PBA President James Carver and other union officials gave Schumer a tour of the perilous shoulders where officers daily insert themselves between the cars of motorists and traffic, the heels of their boots barely fitting inside the white line separating the tiny rest area from speeding vehicles.

"There's hardly enough room to open your car door without it getting ripped off, let alone getting out of your patrol car to approach the driver of the vehicle that you've just pulled over," Schumer said.

Schumer joined the PBA in calling for a "road safety audit" by the Federal Highway Administration and the state Department of Transportation in partnership with the PBA, adding that 25 officers have been hit by vehicles on the LIE over the past 10 years.

The audit could lead to safety recommendations, he said.

"There's got to be a solution to this," Carver said.

Schumer said seven of the 25 officers who have been victims of collisions on the LIE during so-called routine traffic stops over the course of the past decade were hit twice and that at least five are unable to work because of their injuries.

In addition to the recent death of Califano, Officer Kenneth Baribault was left partially paralyzed and with brain damage after being struck by a drunken driver in March 2008.

Of special note, Schumer said, is the area of the LIE known as "The Valley."

That is a long stretch of road between Exit 39 and Exit 40 that Schumer pointed out has "little to no median or shoulder room for operations" and has what he called "low dim" lighting. He said "significant" land exists to expand the shoulder in this area in order to create what Schumer's office noted would be safer conditions for Nassau patrol officers conducting traffic stops.

In a letter to FHWA administrator Victor M. Mendez and NYSDOT commissioner Joan McDonald, Schumer urged the organizations to "make recommendations for safety improvements" on the LIE.

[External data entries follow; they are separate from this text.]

//! Bazaar storefront library.
//!
//! Server-rendered shop front: product listing, a session-held cart and a
//! simulated checkout. Exposed as a library so the router can be booted
//! in-process by tests.

#![cfg_attr(not(test), forbid(unsafe_code))]

pub mod catalog;
pub mod config;
pub mod error;
pub mod filters;
pub mod middleware;
pub mod routes;
pub mod state;
pub mod storage;
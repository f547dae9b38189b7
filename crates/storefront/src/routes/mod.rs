//! HTTP route handlers for storefront.
//!
//! # Route Structure
//!
//! ```text
//! GET  /                       - Home page (all products)
//! GET  /health                 - Health check
//!
//! # Products
//! GET  /products?type=T        - Product listing shell
//! GET  /products/list?type=T   - Product list fragment (HTMX)
//!
//! # Cart (HTMX fragments)
//! GET  /cart                   - Cart page
//! POST /cart/add               - Add to cart (returns notice, triggers cart-updated)
//! POST /cart/update            - Update quantity (returns cart fragment)
//! POST /cart/remove            - Remove item (returns cart fragment)
//! POST /cart/clear             - Empty the cart (returns cart fragment)
//! GET  /cart/count             - Cart count badge (fragment)
//!
//! # Checkout
//! GET  /checkout               - Checkout page
//! POST /checkout               - Validate the order (returns form or success fragment)
//!
//! GET  /static/*               - Static assets
//! ```

pub mod cart;
pub mod checkout;
pub mod products;

use axum::{
    Router,
    extract::Request,
    http::HeaderValue,
    middleware::from_fn,
    routing::{get, post},
};
use tower_http::{services::ServeDir, trace::TraceLayer};

use crate::middleware::{create_session_layer, request_id_middleware, security_headers_middleware};
use crate::state::AppState;

/// HTMX event fired after any cart mutation; the navbar counter listens for it.
pub const CART_UPDATED_EVENT: &str = "cart-updated";

/// `HX-Trigger` header announcing a cart change.
pub(crate) fn cart_updated_trigger() -> [(&'static str, HeaderValue); 1] {
    [("HX-Trigger", HeaderValue::from_static(CART_UPDATED_EVENT))]
}

/// Kind of a user-facing notice.
#[derive(Debug, Clone, Copy, PartialEq, Eq)]
pub enum NoticeKind {
    Success,
    Error,
}

/// A short message shown to the visitor after an action.
#[derive(Debug, Clone, PartialEq, Eq)]
pub struct Notice {
    pub kind: NoticeKind,
    pub message: String,
}

impl Notice {
    #[must_use]
    pub fn success(message: impl Into<String>) -> Self {
        Self {
            kind: NoticeKind::Success,
            message: message.into(),
        }
    }

    #[must_use]
    pub fn error(message: impl Into<String>) -> Self {
        Self {
            kind: NoticeKind::Error,
            message: message.into(),
        }
    }

    /// CSS class for the notice box.
    #[must_use]
    pub const fn css_class(&self) -> &'static str {
        match self.kind {
            NoticeKind::Success => "notice notice-success",
            NoticeKind::Error => "notice notice-error",
        }
    }
}

/// Create the product routes router.
pub fn product_routes() -> Router<AppState> {
    Router::new()
        .route("/", get(products::index))
        .route("/list", get(products::list))
}

/// Create the cart routes router.
pub fn cart_routes() -> Router<AppState> {
    Router::new()
        .route("/", get(cart::show))
        .route("/add", post(cart::add))
        .route("/update", post(cart::update))
        .route("/remove", post(cart::remove))
        .route("/clear", post(cart::clear))
        .route("/count", get(cart::count))
}

/// Create all routes for the storefront.
pub fn routes() -> Router<AppState> {
    Router::new()
        .route("/", get(products::home))
        .route("/health", get(health))
        .nest("/products", product_routes())
        .nest("/cart", cart_routes())
        .route("/checkout", get(checkout::show).post(checkout::submit))
}

/// Build the complete application: routes, static files and middleware.
///
/// Sentry layers are added by the binary so tests can boot the router
/// without a Sentry client.
pub fn app(state: AppState) -> Router {
    let session_layer = create_session_layer(state.config());
    let static_files = ServeDir::new(&state.config().static_dir);

    Router::new()
        .merge(routes())
        .nest_service("/static", static_files)
        .layer(from_fn(security_headers_middleware))
        .layer(session_layer)
        .layer(from_fn(request_id_middleware))
        .layer(TraceLayer::new_for_http().make_span_with(|request: &Request| {
            tracing::info_span!(
                "http_request",
                method = %request.method(),
                uri = %request.uri(),
                request_id = tracing::field::Empty,
            )
        }))
        .with_state(state)
}

/// Liveness health check endpoint.
async fn health() -> &'static str {
    "ok"
}
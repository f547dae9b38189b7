//! Bazaar Core - Cart, checkout and catalog domain library.
//!
//! This crate holds the domain logic shared by every Bazaar component:
//! - `storefront` - Public-facing web shop
//! - `cli` - Command-line tools for catalogs and carts
//!
//! # Architecture
//!
//! The core crate contains only types, traits and pure logic - no network, no
//! filesystem, no HTTP. Persistence is reached through the [`cart::Storage`]
//! trait, which each front end implements over its own backend (session,
//! file, memory).
//!
//! # Modules
//!
//! - [`types`] - Newtype wrappers for product IDs, prices, emails and products
//! - [`cart`] - Cart items, the storage interface and the [`cart::CartStore`]
//! - [`catalog`] - Static product catalog and category filtering
//! - [`checkout`] - Checkout form validation

#![cfg_attr(not(test), forbid(unsafe_code))]

pub mod cart;
pub mod catalog;
pub mod checkout;
pub mod types;

pub use cart::{
    CART_KEY, Cart, CartError, CartItem, CartStore, MemoryStorage, NewCartItem, Quantity,
    Storage, StorageError,
};
pub use catalog::{Catalog, CategoryFilter};
pub use checkout::{CheckoutField, CheckoutForm, FieldError, ValidatedOrder, ValidationErrors};
pub use types::*;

"For years," he wrote, "Long Island roadways have been amongst the most hazardous in the nation in terms of traffic fatalities." He added: "For police officers, the Long Island Expressway is especially treacherous and we see numerous incidences each year where officers are harmed during routine traffic stops along the LIE."

On its website, the Federal Highway Administration defined a road safety audit as a "formal safety performance examination of an existing or future road or intersection by an independent multidisciplinary team."

Schumer called it critical that the agencies work together to immediately conduct a safety audit and said that audit "should focus on those problem areas that are most dangerous to law enforcement."

Responses from the agencies to that request were not immediately available Monday.